Na medida em que o Estado se desresponsabiliza de suas funções
determinadas e incorporadas ao longo da dinâmica da organização capitalista,
se
mantém no campo das políticas sociais brasileiras, políticas com características
distintas, especialmente a de Assistência Social que prevalece focalizada, seletiva e
pontual. E tais características se evidenciam ao passo em que, no domínio da
sociedade civil, as ONGs, as fundações e outros prestadores de serviços sociais que
compõem convencionalmente o denominado “Terceiro Setor”, assumem cada vez
mais a ampla responsabilização pelo enfrentamento da questão social.
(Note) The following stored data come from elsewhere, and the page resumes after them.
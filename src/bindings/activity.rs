use std::any::{Any, TypeId};
use std::sync::Arc;

use serde_json::{Map, Value};
use tracing::debug;

use super::converters::{ConverterRegistry, ConverterRegistryBuilder};
use super::parameter::{BoundValue, ParameterDescriptor, TypeShape};
use super::{
    Access, BindingContract, BindingData, BindingValue, ContractType, TriggerBinding, TriggerBindingProvider,
    TriggerData, TriggerValue, ValueBinder,
};
use crate::error::Error;
use crate::invocation::ActivityInvocation;
use crate::{INSTANCE_ID_BINDING, RETURN_BINDING, TriggerAttribute, TriggerKind};

/// Resolves activity-trigger parameters into [`ActivityTriggerBinding`]s.
#[derive(Debug, Clone)]
pub struct ActivityTriggerBindingProvider {
    converters: ConverterRegistry,
}

impl ActivityTriggerBindingProvider {
    pub fn new(converters: ConverterRegistry) -> Self {
        Self { converters }
    }

    /// Register the built-in activity conversions. Call once per host, before
    /// the converter registry is frozen.
    pub fn register_binding_rules(builder: &mut ConverterRegistryBuilder) {
        builder.register::<ActivityInvocation, String, _>(TriggerKind::Activity, |invocation, _| {
            Ok(invocation.raw_input().to_string())
        });
        builder.register::<ActivityInvocation, Map<String, Value>, _>(TriggerKind::Activity, |invocation, _| {
            activity_to_object(invocation)
        });
    }
}

// The root token itself must be an object; the parameter array is not unwrapped.
fn activity_to_object(invocation: &ActivityInvocation) -> Result<Map<String, Value>, Error> {
    match invocation.input_as_json()? {
        Value::Object(map) => Ok(map),
        _ => Err(Error::argument_for("input", "activity input is not a JSON object")),
    }
}

impl TriggerBindingProvider for ActivityTriggerBindingProvider {
    fn kind(&self) -> TriggerKind {
        TriggerKind::Activity
    }

    fn try_create(&self, descriptor: &ParameterDescriptor) -> Result<Option<Arc<dyn TriggerBinding>>, Error> {
        let Some(attribute) = descriptor.trigger.as_ref().filter(|t| t.kind() == TriggerKind::Activity) else {
            return Ok(None);
        };
        let binding = ActivityTriggerBinding {
            name: attribute.effective_name(&descriptor.function_name).to_string(),
            attribute: attribute.clone(),
            parameter: descriptor.clone(),
            contract: BindingContract::new()
                .with(RETURN_BINDING, ContractType::Any, Access::WriteOnly)
                .with(INSTANCE_ID_BINDING, ContractType::String, Access::ReadOnly),
            converters: self.converters.clone(),
        };
        debug!(
            target: "durable_functions::bindings",
            function = %binding.name,
            parameter_type = descriptor.parameter_type.name(),
            "created activity trigger binding"
        );
        Ok(Some(Arc::new(binding)))
    }
}

pub struct ActivityTriggerBinding {
    name: String,
    attribute: TriggerAttribute,
    parameter: ParameterDescriptor,
    contract: BindingContract,
    converters: ConverterRegistry,
}

impl ActivityTriggerBinding {
    fn convert(&self, invocation: &Arc<ActivityInvocation>) -> Result<BoundValue, Error> {
        let ty = &self.parameter.parameter_type;
        if ty.is_any() {
            return Ok(BoundValue::new(invocation.clone()));
        }

        if let Some(f) = self
            .converters
            .lookup(TypeId::of::<ActivityInvocation>(), ty.type_id(), TriggerKind::Activity)
        {
            return f(invocation.as_ref() as &dyn Any, &self.attribute);
        }

        if ty.shape() == TypeShape::Concrete
            && let Some(result) = ty.deserialize(invocation)
        {
            return result;
        }

        Err(Error::configuration(format!(
            "Activity triggers cannot be bound to {}",
            ty.name()
        )))
    }
}

impl TriggerBinding for ActivityTriggerBinding {
    fn kind(&self) -> TriggerKind {
        TriggerKind::Activity
    }

    fn function_name(&self) -> &str {
        &self.name
    }

    fn version(&self) -> Option<&str> {
        self.attribute.version()
    }

    fn trigger_value_type(&self) -> &'static str {
        std::any::type_name::<ActivityInvocation>()
    }

    fn binding_data_contract(&self) -> &BindingContract {
        &self.contract
    }

    fn parameter(&self) -> &ParameterDescriptor {
        &self.parameter
    }

    fn bind(&self, value: TriggerValue) -> Result<TriggerData, Error> {
        let TriggerValue::Activity(invocation) = value else {
            return Err(Error::configuration(format!(
                "activity function '{}' was handed an orchestration trigger value",
                self.name
            )));
        };

        let converted = self.convert(&invocation)?;

        let mut binding_data = BindingData::new();
        binding_data.insert(
            INSTANCE_ID_BINDING,
            BindingValue::Text(invocation.instance_id().to_string()),
        );
        binding_data.insert(
            RETURN_BINDING,
            BindingValue::Binder(Arc::new(ActivityReturnValueBinder { invocation })),
        );

        Ok(TriggerData {
            value: converted,
            binding_data,
        })
    }
}

/// `$return` sink for activities. Writes go through the strict write-once path.
pub struct ActivityReturnValueBinder {
    invocation: Arc<ActivityInvocation>,
}

impl ValueBinder for ActivityReturnValueBinder {
    fn write(&self, value: &Value) -> Result<(), Error> {
        self.invocation.set_output(value)
    }

    fn to_display_string(&self) -> Option<String> {
        self.invocation.serialized_output()
    }
}

#[cfg(test)]
mod tests {
    use super::*;
    use crate::bindings::ParameterType;
    use serde::Deserialize;
    use serde_json::json;

    trait Greeter {}

    #[derive(Debug, Default, Deserialize, PartialEq)]
    struct Location {
        city: String,
    }

    fn provider() -> ActivityTriggerBindingProvider {
        let mut b = ConverterRegistry::builder();
        ActivityTriggerBindingProvider::register_binding_rules(&mut b);
        ActivityTriggerBindingProvider::new(b.build_result().unwrap())
    }

    fn bind(ty: ParameterType, input: &str) -> Result<TriggerData, Error> {
        let binding = provider()
            .try_create(&ParameterDescriptor::activity("Say", ty))
            .unwrap()
            .unwrap();
        binding.bind(TriggerValue::Activity(Arc::new(ActivityInvocation::new("inst-9", input))))
    }

    #[test]
    fn ignores_descriptors_without_activity_trigger() {
        let p = provider();
        assert!(p.try_create(&ParameterDescriptor::orchestration("Run")).unwrap().is_none());
        let plain = ParameterDescriptor::new("Say", "x", ParameterType::of::<String>());
        assert!(p.try_create(&plain).unwrap().is_none());
    }

    #[test]
    fn name_and_version_from_attribute() {
        let d = ParameterDescriptor::activity("Fn", ParameterType::any())
            .with_trigger(TriggerAttribute::activity().with_name("Say").with_version("3"));
        let binding = provider().try_create(&d).unwrap().unwrap();
        assert_eq!(binding.function_name(), "Say");
        assert_eq!(binding.version(), Some("3"));
        assert_eq!(binding.kind(), TriggerKind::Activity);
        assert!(binding.binding_data_contract().contains("instanceid"));
        assert!(binding.binding_data_contract().contains("$return"));
    }

    #[test]
    fn any_passes_invocation_through() {
        let data = bind(ParameterType::any(), r#"["x"]"#).unwrap();
        let (invocation, _) = data.take_value::<Arc<ActivityInvocation>>().unwrap();
        assert_eq!(invocation.raw_input(), r#"["x"]"#);
    }

    #[test]
    fn string_converter_returns_raw_input() {
        let data = bind(ParameterType::of::<String>(), r#"["Hello"]"#).unwrap();
        let (raw, bindings) = data.take_value::<String>().unwrap();
        assert_eq!(raw, r#"["Hello"]"#);
        assert_eq!(bindings.instance_id(), Some("inst-9"));
    }

    #[test]
    fn object_converter_requires_root_object() {
        let data = bind(ParameterType::of::<Map<String, Value>>(), r#"{"a":1}"#).unwrap();
        let (map, _) = data.take_value::<Map<String, Value>>().unwrap();
        assert_eq!(map.get("a"), Some(&json!(1)));

        let err = bind(ParameterType::of::<Map<String, Value>>(), r#"[{"a":1}]"#).unwrap_err();
        assert!(err.is_argument());
        let err = bind(ParameterType::of::<Map<String, Value>>(), r#"["text"]"#).unwrap_err();
        assert!(err.is_argument());
    }

    #[test]
    fn concrete_type_falls_back_to_deserialization() {
        let data = bind(ParameterType::of::<Location>(), r#"[{"city":"Seattle"}]"#).unwrap();
        let (loc, _) = data.take_value::<Location>().unwrap();
        assert_eq!(loc.city, "Seattle");

        let err = bind(ParameterType::of::<Location>(), r#"[{"a":1},{"b":2}]"#).unwrap_err();
        assert!(err.is_argument());
    }

    #[test]
    fn abstract_type_without_converter_is_configuration_error() {
        let err = bind(ParameterType::of_abstract::<dyn Greeter>(), "[]").unwrap_err();
        assert!(err.is_configuration());
        assert!(err.to_string().contains("Greeter"));
    }

    #[test]
    fn return_binder_is_strict() {
        let data = bind(ParameterType::any(), "[]").unwrap();
        let binder = data.binding_data.return_binder().unwrap();
        binder.write(&json!("done")).unwrap();
        assert!(binder.write(&json!("again")).unwrap_err().is_invalid_operation());
        assert_eq!(binder.to_display_string().as_deref(), Some("\"done\""));
        assert!(binder.read().is_err());
    }
}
Portanto, no início de 1990, as ONGs (Organizações Não Governamentais) se
espalham pelo país se inserindo nas mais variadas áreas sociais. De acordo com uma
pesquisa publicada em 2004 pelo Instituto de Pesquisa e Economia Aplicada (IPEA) e
o Instituto Brasileiro de Geografia e Estatística (IBGE)) em parceria com a Associação
Brasileira de Organizações Não-Governamentais (Abong) e o Grupo de Institutos,
Fundações e Empresas (GIFE) existiam 276 mil fundações e associações sem fins
lucrativos no país, empregando 1, 5 milhões de pessoas. Estas associações e
fundações representam um quadro bastante heterogêneo, pois englobam escolas,
universidades, hospitais, entidades de cultura e recreação, meio ambiente e defesa de
direitos (ABONG,2005, p.04).
No que tange ao seu financiamento, as
ONGs no Brasil contam com I)
recursos internacionais de entidades governamentais e não governamentais
localizadas nos países centrais e que destinam recursos para programas que visem
diminuir as desigualdades sociais e combater a pobreza dos países periféricos; II)
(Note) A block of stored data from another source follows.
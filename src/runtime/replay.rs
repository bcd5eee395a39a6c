use std::task::{Context, Poll};

use futures::task::noop_waker_ref;
use tracing::debug;

use super::TaskOrchestration;
use crate::error::ExecuteError;

/// Result of polling one `execute` pass.
#[derive(Debug)]
pub enum PassOutcome {
    Completed(Option<String>),
    Failed(ExecuteError),
    /// The body is waiting on something not yet delivered.
    Suspended,
}

impl PassOutcome {
    pub fn is_suspended(&self) -> bool {
        matches!(self, PassOutcome::Suspended)
    }
}

/// Poll a single replay pass once. A pass that cannot finish is dropped; the
/// next pass replays the body from the start.
pub fn run_pass(orchestration: &dyn TaskOrchestration, serialized_input: Option<String>) -> PassOutcome {
    let mut fut = orchestration.execute(serialized_input);
    let mut cx = Context::from_waker(noop_waker_ref());
    match fut.as_mut().poll(&mut cx) {
        Poll::Ready(Ok(output)) => PassOutcome::Completed(output),
        Poll::Ready(Err(e)) => PassOutcome::Failed(e),
        Poll::Pending => PassOutcome::Suspended,
    }
}

/// Helper for single-threaded, host-driven execution in tests and samples.
pub struct Executor;

impl Executor {
    /// Alternate replay passes with `feed` until the orchestration settles or
    /// `max_passes` is reached. `feed` receives the zero-based index of the
    /// pass that just suspended and is expected to deliver events.
    ///
    /// Returns the final outcome and the number of passes run.
    pub fn drive_to_completion<X>(
        orchestration: &dyn TaskOrchestration,
        serialized_input: Option<String>,
        max_passes: usize,
        mut feed: X,
    ) -> (PassOutcome, usize)
    where
        X: FnMut(usize),
    {
        let mut last = PassOutcome::Suspended;
        for pass in 0..max_passes {
            last = run_pass(orchestration, serialized_input.clone());
            if !last.is_suspended() {
                return (last, pass + 1);
            }
            debug!(target: "durable_functions::replay", pass, "orchestration suspended");
            feed(pass);
        }
        (last, max_passes)
    }
}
parceria com órgãos governamentais para implementar políticas nas mais diversas
áreas como geração de emprego e renda, prevenção a DST/Aids, educação de jovens
e adultos, dentre outros; III) contribuições de associados, ou seja, pessoas ligadas as
entidades por objetivos em comum, que além de participar das atividades políticas
contribui financeiramente para sua manutenção; IV) doações de pessoas físicas ou
jurídicas através de recursos e bens; e V) auto-sustentabilidade que inclui a venda de
produtos como camisetas, livros até a prestação de serviços como pesquisas, cursos
de formação e assessoria como forma de captar recursos para a manutenção de suas
atividades, sem nenhuma finalidade lucrativa (idem, p.09).
Sendo assim, o fenômeno do “Terceiro Setor” é engendrado e se coloca a
disposição do projeto neoliberal e potencializa um espaço “alternativo” de
produção/consumo de bens e serviços. O caráter alternativo se dá na direção de uma
integração diferencial dentro da ordem capitalista e, portanto, não alternativo ao
sistema capitalista, mas alternativo na forma, na natureza e no enfrentamento à
“questão social”.
CONCLUSÃO
Considera-se que a passagem das políticas estatais para o “Terceiro Setor”
expressa um processo de arrefecimento das lutas de classes, pois tais serviços
executados na esfera privada que negam o entendimento público e coletivo acabam
por reforçar o caráter filantrópico na prestação de serviços sociais. Essa realidade
elimina a possibilidade de um movimento reivindicatório em relação aos serviços
prestados, pois suprime a noção de “direitos”, não sendo judicialmente reclamáveis e
inviavelmente incorporados na luta política.